Electroconvulsive therapy (ECT) is one of the most controversial treatments used in medical practice. While some psychiatrists believe that ECT is an effective life-saving psychiatric treatment, others have grave concerns about its effectiveness and the associated side effects.
The ECT that is practiced today is very different to the procedure that has been performed historically (often referred to as electroshock treatment). In today’s therapeutic arena, ECT is mostly a painless, effective and safe measure taken to combat severe depression.
ECT is used to treat refractory clinical depression or depression that has been non-responsive to other methods of treatment such as counselling, cognitive behavioural therapy and medication.
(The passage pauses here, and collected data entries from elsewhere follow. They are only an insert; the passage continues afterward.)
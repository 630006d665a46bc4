//! Coefficient-wise conditional selection.

use std::fmt;

use crate::{
    error::{Role, ShapeError},
    eval::fmt_expr,
    Caps, Expr, ExprTraits, LinearAccess, Operand, Truthy,
};

/// Expression of a coefficient-wise version of the ternary operator `cond ? then : else`.
///
/// Each coefficient `(i, j)` of a [`Select`] is `then(i, j)` if `cond(i, j)` is
/// [truthy][Truthy], and `otherwise(i, j)` if it is not. Coefficients are computed on every access
/// and never cached; a [`Select`] is a view of its operands, not a result.
///
/// This type is normally created by [`DenseBase::select`][crate::DenseBase::select] and its
/// scalar variants, which also take care of nesting the operands according to their
/// [`Operand`] policy.
///
/// # Examples
///
/// ```
/// # use densexpr::*;
/// let cond = Matrix::from_rows([
///     [true, false],
///     [false, true],
/// ]);
/// let a = Matrix::from_rows([
///     [1, 2],
///     [3, 4],
/// ]);
/// let b = Matrix::from_rows([
///     [10, 20],
///     [30, 40],
/// ]);
/// let sel = cond.select(&a, &b);
/// assert_eq!(sel.coeff(0, 1), 20);
/// assert_eq!(sel.eval::<Matrix<_>>(), Matrix::from_rows([
///     [1, 20],
///     [30, 4],
/// ]));
/// ```
#[derive(Clone, Copy)]
pub struct Select<C, T, E> {
    cond: C,
    then: T,
    otherwise: E,
}

impl<C, T, E> Select<C, T, E>
where
    C: Expr,
    C::Elem: Truthy,
    T: Expr,
    E: Expr<Elem = T::Elem>,
{
    /// Creates a selection from already-nested operands.
    ///
    /// # Panics
    ///
    /// This method will panic if `then` or `otherwise` does not have the same number of rows and
    /// columns as `cond`. The panic message names the offending operand.
    #[track_caller]
    pub fn new(cond: C, then: T, otherwise: E) -> Self {
        match Self::try_new(cond, then, otherwise) {
            Ok(this) => this,
            Err(e) => panic!("invalid select expression: {e}"),
        }
    }

    /// Creates a selection from already-nested operands, or returns a [`ShapeError`] describing
    /// which operand's shape disagrees with the condition's.
    pub fn try_new(cond: C, then: T, otherwise: E) -> Result<Self, ShapeError> {
        let shape = cond.shape();
        debug_assert!(C::TRAITS.rows.admits(shape.0) && C::TRAITS.cols.admits(shape.1));
        if then.shape() != shape {
            return Err(ShapeError::new(Role::Then, shape, then.shape()));
        }
        if otherwise.shape() != shape {
            return Err(ShapeError::new(Role::Else, shape, otherwise.shape()));
        }

        log::trace!(
            "select over {}x{} operands, {:?}",
            shape.0,
            shape.1,
            Self::TRAITS
        );
        Ok(Self {
            cond,
            then,
            otherwise,
        })
    }

    /// Returns the condition operand.
    pub fn condition(&self) -> &C {
        &self.cond
    }

    /// Returns the operand coefficients are taken from where the condition holds.
    pub fn then_operand(&self) -> &T {
        &self.then
    }

    /// Returns the operand coefficients are taken from where the condition does not hold.
    pub fn else_operand(&self) -> &E {
        &self.otherwise
    }
}

impl<C, T, E> Expr for Select<C, T, E>
where
    C: Expr,
    C::Elem: Truthy,
    T: Expr,
    E: Expr<Elem = T::Elem>,
{
    type Elem = T::Elem;

    const TRAITS: ExprTraits = ExprTraits::for_select(&C::TRAITS, &T::TRAITS, &E::TRAITS);

    #[inline]
    fn rows(&self) -> usize {
        self.cond.rows()
    }

    #[inline]
    fn cols(&self) -> usize {
        self.cond.cols()
    }

    #[inline]
    fn coeff(&self, row: usize, col: usize) -> T::Elem {
        if self.cond.coeff(row, col).is_truthy() {
            self.then.coeff(row, col)
        } else {
            self.otherwise.coeff(row, col)
        }
    }
}

impl<C, T, E> LinearAccess for Select<C, T, E>
where
    C: LinearAccess,
    C::Elem: Truthy,
    T: LinearAccess,
    E: LinearAccess<Elem = T::Elem>,
{
    #[inline]
    fn coeff_linear(&self, index: usize) -> T::Elem {
        debug_assert!(Self::TRAITS.caps.contains(Caps::LINEAR_ACCESS));
        if self.cond.coeff_linear(index).is_truthy() {
            self.then.coeff_linear(index)
        } else {
            self.otherwise.coeff_linear(index)
        }
    }
}

impl<'a, C, T, E> Operand<'a> for Select<C, T, E>
where
    Self: Expr + Copy,
{
    type Nested = Self;

    #[inline]
    fn nested(&'a self) -> Self {
        *self
    }
}

impl<C, T, E> fmt::Debug for Select<C, T, E>
where
    Self: Expr,
{
    fn fmt(&self, f: &mut fmt::Formatter<'_>) -> fmt::Result {
        fmt_expr(self, f)
    }
}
In most cases, attempts to improve the patients symptoms using these methods have failed before ECT is advocated. Aside from severe clinical depression, other conditions that may improve with the use of ECT include bipolar disorder and catatonia.
ECT was first introduced in the 1930s and became a popular treatment for a variety of conditions throughout the 50s and 60s.
Today, use of the procedure is only limited to a small number of very serious conditions. In most cases, the treatment is usually scheduled for three times a week on alternate days for a period of two to four weeks.
Method of application
The application of ECT can differ in the following ways:
- How the electrodes are placed
- How frequent the treatments are
- Which electrical waveform is used
These three factors significantly influence patient outcomes and side effects. In most cases, drug treatment is usually continued after treatment and some patients receive further ECT as a maintenance therapy.
The patient’s informed consent is obtained before the treatment is administered, as part of the standard ECT protocol. In the United States, for example, ECT is only administered without consent when all other treatment options have been exhausted and ECT is believed to be lifesaving.